March 4, 2020
Living in the Bay Area, it’s easy to forget how impactful some diseases are. I was spoiled too, growing up in Perth, Australia – another city of great wealth. During my training to become an ENT surgeon there it was eye opening when we did outreach clinics in the north of Western Australia. The state is massive, and it took around seven hours to travel out to small remote indigenous communities. As the landscape and climate changed, so did the medicine from first world to third world.
We would set up clinics in these communities and see 50-100 children a day. Many of them were too shy or scared to talk to us, but they didn’t need to talk for us to know they were all burdened by middle ear infections. As part of their disease, many of the children suffered from ear drum perforations, giving them hearing loss on top of their many health problems. We were overwhelmed in our abilities to provide treatment for them. Many of them would get betadine ear flushes to control infections and a few managed to be operated on to patch the holes in their ear drums. Modern medicine was failing a large group of people in the world, as these children were only a few of the 300 million worldwide with this problem.
As a SPARKee I learned very early on to “start with the end in mind” and to bring a human context into therapeutic discovery. This was my end and my human context.
With a background understanding of wound healing in ear drums I began to formulate ideas to solve this problem. As noble as it might seem to solve a big 3rd world problem, I quickly learned through interaction with the biotech industry and venture capital that there needed to be a compelling 1st first world story to get commercial interest. Even more importantly, my solution needed to be relevant in improving the health economics of care in the U.S.

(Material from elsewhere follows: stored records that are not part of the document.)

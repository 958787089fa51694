//! Bounded record of the state changes a machine has applied.
//!
//! Every jump made during transition resolution is recorded with the tick
//! it happened in, so chained jumps within a single tick share a stamp.

use super::state::StateId;
#[cfg(feature = "serde")]
use serde::{Deserialize, Serialize};
use std::collections::VecDeque;

/// Default number of records kept by a machine.
pub const DEFAULT_HISTORY_CAPACITY: usize = 64;

/// Record of a single applied transition.
#[derive(Debug, Clone, Copy, PartialEq, Eq)]
#[cfg_attr(feature = "serde", derive(Serialize, Deserialize))]
pub struct TransitionRecord {
    /// The state being exited
    pub from: StateId,
    /// The state being entered
    pub to: StateId,
    /// Tick during which the jump happened
    pub tick: u64,
}

/// FIFO of the most recent transitions, oldest first.
///
/// Once `capacity` records are held, recording drops the oldest one. A
/// capacity of zero disables recording entirely.
#[derive(Debug, Clone)]
pub struct TransitionHistory {
    records: VecDeque<TransitionRecord>,
    capacity: usize,
}

impl Default for TransitionHistory {
    fn default() -> Self {
        Self::with_capacity(DEFAULT_HISTORY_CAPACITY)
    }
}

impl TransitionHistory {
    /// History keeping at most `capacity` records.
    ///
    /// Storage grows on demand; only the default bound is reserved up front.
    pub fn with_capacity(capacity: usize) -> Self {
        Self {
            records: VecDeque::with_capacity(capacity.min(DEFAULT_HISTORY_CAPACITY)),
            capacity,
        }
    }

    pub fn record(&mut self, record: TransitionRecord) {
        if self.capacity == 0 {
            return;
        }
        if self.records.len() == self.capacity {
            self.records.pop_front();
        }
        self.records.push_back(record);
    }

    pub fn records(&self) -> impl Iterator<Item = &TransitionRecord> + '_ {
        self.records.iter()
    }

    pub fn last(&self) -> Option<&TransitionRecord> {
        self.records.back()
    }

    /// Records stamped with `tick`, in the order they were applied.
    pub fn in_tick(&self, tick: u64) -> impl Iterator<Item = &TransitionRecord> + '_ {
        self.records.iter().filter(move |record| record.tick == tick)
    }

    /// States traversed: the first record's origin, then every destination.
    pub fn path(&self) -> Vec<StateId> {
        let mut path = Vec::with_capacity(self.records.len() + 1);
        if let Some(first) = self.records.front() {
            path.push(first.from);
        }
        path.extend(self.records.iter().map(|record| record.to));
        path
    }

    pub fn len(&self) -> usize {
        self.records.len()
    }

    pub fn is_empty(&self) -> bool {
        self.records.is_empty()
    }

    pub fn capacity(&self) -> usize {
        self.capacity
    }

    pub fn clear(&mut self) {
        self.records.clear();
    }
}
//! Design-time validation of state machine definitions.
//!
//! Runtime errors fail fast: the first unknown variable or loop aborts the
//! call that hit it. Validation runs over the whole definition before the
//! machine starts and uses Stillwater's `Validation` type to report ALL
//! issues at once instead of stopping at the first.
//!
//! # Example
//!
//! ```rust
//! use chroma_fsm::core::{Blackboard, StateGraph};
//! use chroma_fsm::validation::{collect_issues, validate, DefinitionIssue};
//!
//! let mut graph = StateGraph::new();
//! let idle = graph.add_empty_state("Idle");
//! graph.add_empty_state("Unwired");
//!
//! let result = validate(&graph, &Blackboard::new(), idle);
//! assert_eq!(
//!     collect_issues(&result),
//!     vec![DefinitionIssue::UnreachableState { state: "Unwired".to_string() }]
//! );
//! ```

pub mod issues;
pub mod rules;

pub use issues::{DefinitionIssue, ValidationStrategy};
pub use rules::{collect_issues, validate, DefinitionValidation};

While the problems for the Aboriginal children were hearing loss and a lack of access to care, in the first world the problem was that the standard of care was costly, as it required surgery and general anesthesia. The surgery itself was relatively successful, and so I needed to look at the problem as not needing to improve surgery but to reduce the overall cost of care. It became clear that whatever my solution was to repair the ear drum, it needed to be done without surgery and anesthesia.
With some early proof of concept that a topical growth factor could regenerate the ear drum, I was accepted into SPARK in 2014. At first I joined SPARK for the seed funding that was provided to accelerate my experiments, but soon I learned the true value was that it was supported by over 200 industry mentors.
SPARK taught me to focus my pathway on getting to the clinic at all costs. Sometimes I had ideas that would have led to high impact publications. Publication is a real pressure in academia. I vividly recall Dr. Mochly-Rosen, co-director and founder of SPARK, asking me to think about how going down that pathway would delay my pathway to the clinic. I took that advice and within months of focusing only on translating my idea I had finished animal proof-of-concept and toxicity studies. With exciting animal POC, I was introduced to the local industry and venture capital. Supported by many SPARK mentors, I learned how to present and pitch my idea.
By the end of the year my idea had been taken into a startup and early in the next year my idea had been licensed to pharma. In 2017 Astellas Pharma licensed worldwide rights to a simple growth factor- based topical application from our startup, Auration Biotech.
This year, the idea I had 6 years ago, is entering human clinical trials.
SPARK’s teaching of learning to focus on translational science surrounded by seasoned veterans in the industry took this project from an idea to clinical trials. Now I just might have a potential solution that could help these children in my home country.